*** Block opens ***
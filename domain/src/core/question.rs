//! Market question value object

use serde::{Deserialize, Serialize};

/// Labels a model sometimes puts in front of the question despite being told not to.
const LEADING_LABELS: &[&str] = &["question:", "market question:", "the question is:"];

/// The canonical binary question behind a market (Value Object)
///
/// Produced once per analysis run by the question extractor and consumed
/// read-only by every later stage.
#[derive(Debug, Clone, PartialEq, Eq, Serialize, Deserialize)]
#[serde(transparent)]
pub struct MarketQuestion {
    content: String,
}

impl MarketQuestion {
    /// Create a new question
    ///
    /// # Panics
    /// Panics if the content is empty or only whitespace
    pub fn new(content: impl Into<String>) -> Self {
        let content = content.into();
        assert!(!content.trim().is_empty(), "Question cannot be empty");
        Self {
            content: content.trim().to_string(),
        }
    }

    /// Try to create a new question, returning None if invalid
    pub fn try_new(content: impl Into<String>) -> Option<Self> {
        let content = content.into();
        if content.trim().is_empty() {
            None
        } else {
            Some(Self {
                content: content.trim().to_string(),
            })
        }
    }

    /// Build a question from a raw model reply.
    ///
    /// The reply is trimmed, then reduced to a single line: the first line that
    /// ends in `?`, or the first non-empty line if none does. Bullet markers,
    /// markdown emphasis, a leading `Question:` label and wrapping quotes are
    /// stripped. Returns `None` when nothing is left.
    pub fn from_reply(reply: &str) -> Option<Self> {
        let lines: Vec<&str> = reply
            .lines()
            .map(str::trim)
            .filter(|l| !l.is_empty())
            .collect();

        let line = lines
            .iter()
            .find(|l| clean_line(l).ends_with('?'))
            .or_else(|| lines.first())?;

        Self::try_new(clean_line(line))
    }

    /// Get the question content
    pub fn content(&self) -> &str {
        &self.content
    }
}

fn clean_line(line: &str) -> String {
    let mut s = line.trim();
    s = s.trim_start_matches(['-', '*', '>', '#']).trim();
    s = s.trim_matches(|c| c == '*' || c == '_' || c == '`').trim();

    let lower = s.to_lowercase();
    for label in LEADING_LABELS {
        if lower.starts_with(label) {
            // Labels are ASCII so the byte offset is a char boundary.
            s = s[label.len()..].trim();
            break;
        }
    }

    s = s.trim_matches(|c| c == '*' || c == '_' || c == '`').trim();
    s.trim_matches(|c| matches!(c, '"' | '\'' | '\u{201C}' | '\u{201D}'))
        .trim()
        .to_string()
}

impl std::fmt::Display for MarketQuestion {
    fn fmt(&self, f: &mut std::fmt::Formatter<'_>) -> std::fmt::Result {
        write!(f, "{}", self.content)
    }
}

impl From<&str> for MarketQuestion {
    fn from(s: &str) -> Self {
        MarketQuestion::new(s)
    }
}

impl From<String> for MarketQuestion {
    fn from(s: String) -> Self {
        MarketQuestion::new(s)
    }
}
*** Block closes ***
*** Block opens ***
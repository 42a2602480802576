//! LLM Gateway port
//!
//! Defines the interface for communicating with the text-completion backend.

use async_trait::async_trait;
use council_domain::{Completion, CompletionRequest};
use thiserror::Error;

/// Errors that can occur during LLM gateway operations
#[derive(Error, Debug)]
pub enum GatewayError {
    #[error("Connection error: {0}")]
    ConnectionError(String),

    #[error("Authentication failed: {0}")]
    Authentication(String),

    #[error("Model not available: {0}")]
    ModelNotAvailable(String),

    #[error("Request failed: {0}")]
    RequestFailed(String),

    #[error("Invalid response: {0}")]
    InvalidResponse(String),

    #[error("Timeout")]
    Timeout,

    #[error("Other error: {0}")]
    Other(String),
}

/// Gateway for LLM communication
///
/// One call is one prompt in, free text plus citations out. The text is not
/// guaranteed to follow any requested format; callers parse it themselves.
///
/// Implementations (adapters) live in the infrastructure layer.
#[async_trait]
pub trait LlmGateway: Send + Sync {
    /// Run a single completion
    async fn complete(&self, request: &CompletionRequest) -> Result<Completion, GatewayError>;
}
*** Block closes ***
▶ GOAL OF THE EXERCISE: Among the lines above, which ones include the word "Debug"? Copy them.

▶ RESULT OF THIS EXERCISE:
#[derive(Debug, Clone, PartialEq, Eq, Serialize, Deserialize)]
#[derive(Error, Debug)]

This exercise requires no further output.